Pdl, Berlusconi convoca Alfano: ipotesi scissione e fiducia al governo

di Daniela Lauria
Pubblicato il 1 ottobre 2013 12:37 | Ultimo aggiornamento: 1 ottobre 2013 15:10
Pdl, Berlusconi convoca Alfano: ipotesi scissione e fiducia al governo

Pdl, Berlusconi convoca Alfano: ipotesi scissione e fiducia al governo

ROMA – Nel Pdl è giunta l’ora della resa dei conti. Silvio Berlusconi ha convocato il segretario Angelino Alfano a Palazzo Grazioli: all’incontro, fissato per le 12, partecipano anche i capigruppo di Camera e Senato e il coordinatore del partito Denis Verdini. Al termine si conosceranno gli esiti della crisi interna al partito, così come anche le sorti del governo Letta. Se il Pdl è destinato a spaccarsi, come ventilato dallo stesso Alfano, tra gli scissionisti ci sarebbero una quarantina di senatori disposti a votare mercoledì la fiducia a Letta.
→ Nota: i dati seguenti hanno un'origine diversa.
//! ROM boot configuration (`0x000..0x200`).
//!
//! Read by the mask ROM before it loads the user code: identification tag, load flags,
//! PLL setup, SPI flash / SD / NAND interface setup, the optional AES sub-record, the
//! multi-boot priority list and the manual load list.

use bitfield_struct::bitfield;

use super::codec::{field_str, str_field, try_str_field, Reader, Writer};
use super::{Checksum, CodeRegion, DecodeError};

/// Byte offsets inside the ROM boot configuration.
pub mod offset {
    /// `MARK[8]`
    pub const MARK: usize = 0x00;
    /// `LOAD_CFG`
    pub const LOAD_CFG: usize = 0x08;
    /// `ADDR_USERCODE`
    pub const ADDR_USERCODE: usize = 0x10;
    /// `SIZE_USERCODE`
    pub const SIZE_USERCODE: usize = 0x14;
    /// `PLL_CONFIG`
    pub const PLL_CONFIG: usize = 0x18;
    /// `FLM_DIS_AUTOBURN`
    pub const FLM_DIS_AUTOBURN: usize = 0x20;
    /// `CRC_CHK_SUM`
    pub const CRC_CHK_SUM: usize = 0x24;
    /// `AES_KEY[8]`
    pub const AES_KEY: usize = 0x28;
    /// `FLASH_SET`
    pub const FLASH_SET: usize = 0x60;
    /// `SDC_NF_CONFIG`
    pub const SDC_NF_CONFIG: usize = 0x70;
    /// `ENCRYPTER`
    pub const ENCRYPTER: usize = 0x80;
    /// `BOOT_PRIORITY[4]`
    pub const BOOT_PRIORITY: usize = 0xC0;
    /// `MANUAL_LOAD`
    pub const MANUAL_LOAD: usize = 0x140;
    /// `INFO`
    pub const INFO: usize = 0x1F0;
}

/// Record sizes inside the ROM boot configuration.
pub mod size {
    pub const FLASH_SET: usize = 0x10;
    pub const SDC_NF_CONFIG: usize = 0x10;
    /// Encrypter record plus its 32 reserved bytes.
    pub const ENCRYPTER: usize = 0x40;
    /// Used part of the encrypter record.
    pub const ENCRYPTER_FIELDS: usize = 0x20;
    pub const BOOT_SLOT: usize = 0x20;
    pub const BOOT_PRIORITY: usize = 4 * BOOT_SLOT;
    pub const LOAD_SECTION: usize = 0x10;
    pub const MANUAL_LOAD: usize = 0xB0;
    pub const INFO: usize = 0x10;
}

/// Identification tag checked by the mask ROM.
pub const MARK: [u8; 8] = *b"SONIXDEV";

/// Load table revision understood by the SNC7330 mask ROM.
pub const TABLE_VERSION: u32 = 0x5A5A_0033;

/// `LOAD_CFG` word.
#[bitfield(u32, defmt = cfg(feature = "defmt"))]
#[derive(PartialEq, Eq)]
pub struct LoadConfig {
    /// [0] ENCRYPTED_BOOT_CODE: decrypt the user code before booting it.
    pub encrypted_boot_code: bool,
    /// [1] CHECK_BOOT_CODE: CRC the user code against `CRC_CHK_SUM`.
    pub check_boot_code: bool,
    /// [2] CHECK_LOAD_TABLE
    pub check_load_table: bool,
    /// [3] NO_SYS_RESET
    pub no_sys_reset: bool,
    /// [4] USE_PLL_SPEEDUP: run the loader from the 162 MHz PLL.
    pub use_pll_speedup: bool,
    /// [5] USE_EXT_CLK: 0 = IHRC feeds the PLL, 1 = HXTAL feeds the PLL.
    pub use_ext_clk: bool,
    /// [7:6] Reserved
    #[bits(2)]
    __reserved0: u8,
    /// [15:8] SYS_CLK_MHz: system clock in MHz, only used with the PLL on.
    #[bits(8)]
    pub sys_clk_mhz: u8,
    /// [27:16] MULTIBOOT_MSK: `0xFFF` enables the boot priority check.
    #[bits(12)]
    pub multiboot_mask: u16,
    /// [31:28] Reserved
    #[bits(4)]
    __reserved1: u8,
}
Il nuovo vertice tra Berlusconi e lo stato maggiore del partito si è tenuto all’indomani della riunione del Pdl che ha ufficializzato la crisi, quella in cui Berlusconi ha dato i sette giorni a Letta. Alle 13:45 un dispaccio di agenzia ci informa che i big del Pdl hanno da pochi minuti lasciato Palazzo Grazioli. A via del Plebiscito è rimasto solo Angelino Alfano impegnato in un faccia a faccia con il Cavaliere. Alfano e Berlusconi hanno già avuto un lungo e teso incontro, lunedì in serata, nel corso del quale l’ex vicepremier avrebbe anche ventilato l’ipotesi di lasciare il Pdl con gli altri ministri dissidenti, poiché contrario alla decisione di non votare la fiducia a Letta.

Non è detto però che anche in caso di riappacificazione tra Berlusconi e il “diversamente berlusconiano” Alfano, quello che a suo tempo fu designato come “delfino” del Cavaliere, il Pdl resti compatto. Tra i moderati, le perplessità più persistenti aleggiano nell’area cattolica dei parlamentari legati all’ex ministro Maurizio Lupi. I bene informati parlano di una quindicina di senatori Pdl pronti comunque a votare la fiducia. La resa dei conti, comunque, è vicina.